„Nie ma w tym ani rozumu, ani godności”– stawki dla medyków walczących z COVID-19
Trwa rekrutacja ratowników, pielęgniarek i salowych do szpitali tymczasowych. Stawki za pracę z narażeniem zdrowia to średnio od 1,9 tys. zł do 2,4 tys. zł.
Liczba osób hospitalizowanych z powodu COVID-19 stale rośnie, także tych wymagających podłączenia do respiratora. Ostatnio byliśmy świadkami kolejek karetek czekających przed SOR-ami w celu przyjęcia pacjentów do szpitala. Co oczywiście nie zawsze się udawało. W związku z tym rząd postanowił powiększyć bazę łóżkową, budując szpitale tymczasowe. Do końca listopada większość z nich powinna być gotowa. Obecnie trwa rekrutacja personelu medycznego. Propozycje stawek dla medyków mają się nijak do ich pracy.

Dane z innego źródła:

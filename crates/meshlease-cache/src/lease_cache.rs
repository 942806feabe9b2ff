//! Two-keyspace lease cache: `lease:peer:<peer_id>` and
//! `lease:token:<token_id>` both point at the same serialized [`Lease`].

use async_trait::async_trait;
use meshlease_storage::Lease;
use redis::AsyncCommands;

use crate::error::CacheError;
use crate::outcome::CacheOutcome;
use crate::RedisCache;

fn peer_key(peer_id: &str) -> String {
    format!("lease:peer:{peer_id}")
}

fn token_key(token_id: i64) -> String {
    format!("lease:token:{token_id}")
}

/// Cache operations for leases.
#[async_trait]
pub trait LeaseCache: Send + Sync {
    async fn get_by_peer(&self, peer_id: &str) -> CacheOutcome<Lease>;
    async fn get_by_token(&self, token_id: i64) -> CacheOutcome<Lease>;
    /// Write both keys as a best-effort unit. A no-op when the lease's TTL
    /// has already elapsed (`ttl_secs() <= 0`).
    async fn set(&self, lease: &Lease) -> Result<(), CacheError>;
    /// Remove both keys for a lease.
    async fn invalidate(&self, token_id: i64, peer_id: &str) -> Result<(), CacheError>;
}

#[async_trait]
impl LeaseCache for RedisCache {
    async fn get_by_peer(&self, peer_id: &str) -> CacheOutcome<Lease> {
        if !self.enabled {
            return CacheOutcome::Fault(CacheError::Disabled);
        }
        let mut conn = self.conn.clone();
        let raw: Option<String> = match conn.get(peer_key(peer_id)).await {
            Ok(v) => v,
            Err(e) => return CacheOutcome::Fault(CacheError::Lease { op: "get_by_peer", reason: e.to_string() }),
        };
        decode(raw, "get_by_peer")
    }

    async fn get_by_token(&self, token_id: i64) -> CacheOutcome<Lease> {
        if !self.enabled {
            return CacheOutcome::Fault(CacheError::Disabled);
        }
        let mut conn = self.conn.clone();
        let raw: Option<String> = match conn.get(token_key(token_id)).await {
            Ok(v) => v,
            Err(e) => return CacheOutcome::Fault(CacheError::Lease { op: "get_by_token", reason: e.to_string() }),
        };
        decode(raw, "get_by_token")
    }

    async fn set(&self, lease: &Lease) -> Result<(), CacheError> {
        if !self.enabled {
            return Err(CacheError::Disabled);
        }
        let ttl = lease.ttl_secs();
        if ttl <= 0 {
            return Ok(());
        }
        let payload = serde_json::to_string(lease)
            .map_err(|e| CacheError::Codec { op: "set", reason: e.to_string() })?;

        let mut conn = self.conn.clone();
        let ttl = ttl as u64;
        redis::pipe()
            .atomic()
            .set_ex(peer_key(&lease.peer_id), &payload, ttl)
            .set_ex(token_key(lease.token_id), &payload, ttl)
            .query_async::<()>(&mut conn)
            .await
            .map_err(|e| CacheError::Lease { op: "set", reason: e.to_string() })
    }

    async fn invalidate(&self, token_id: i64, peer_id: &str) -> Result<(), CacheError> {
        if !self.enabled {
            return Err(CacheError::Disabled);
        }
        let mut conn = self.conn.clone();
        redis::pipe()
            .atomic()
            .del(peer_key(peer_id))
            .del(token_key(token_id))
            .query_async::<()>(&mut conn)
            .await
            .map_err(|e| CacheError::Lease { op: "invalidate", reason: e.to_string() })
    }
}

fn decode(raw: Option<String>, op: &'static str) -> CacheOutcome<Lease> {
    match raw {
        None => CacheOutcome::Miss,
        Some(s) => match serde_json::from_str(&s) {
            Ok(lease) => CacheOutcome::Hit(lease),
            Err(e) => CacheOutcome::Fault(CacheError::Codec { op, reason: e.to_string() }),
        },
    }
}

Kontrowersje wokół wynagrodzeń
Uniwersytecki Szpital Kliniczny w Białymstoku zamieścił w sieci ogłoszenie z ofertą pracy. Dyrekcja oferuje wynagrodzenie: ratownikom medycznym od 2 250 do 2 360 zł brutto z wyrównaniem do 2 600 zł; salowym od 2 373 brutto z wyrównaniem do 2 600 zł oraz pielęgniarkom od 3 334 – 3 434 zł brutto.
Wynika z tego, że na rękę ratownik medyczny dostanie 1920 zł, a pielęgniarka 2400 zł. Dyrekcja tłumaczy się tym, że jest to goła pensja, a do tego dochodzą także dyżury, premie świąteczne i nocne, godziny nadliczbowe, a także zatwierdzony w listopadzie dodatek. Problem polega na tym, iż nie został on jeszcze opublikowany przez premiera Mateusza Morawieckiego.
Janek Świtała, jeden z ratowników medycznych zatrudnionych w szpitalu tymczasowym tłumaczy, że po otrzymaniu wszystkich dodatków dostanie 3,5 tys. zł na rękę. Tylko jak pójdzie na kwarantanne to połowa z tego zostanie mu zabrana. Dlatego jak twierdzi: „Tych stawek nie da się obronić. Nie ma w tym ani rozumu, ani godności. Jesteśmy zmuszani do pracy ponad siły”.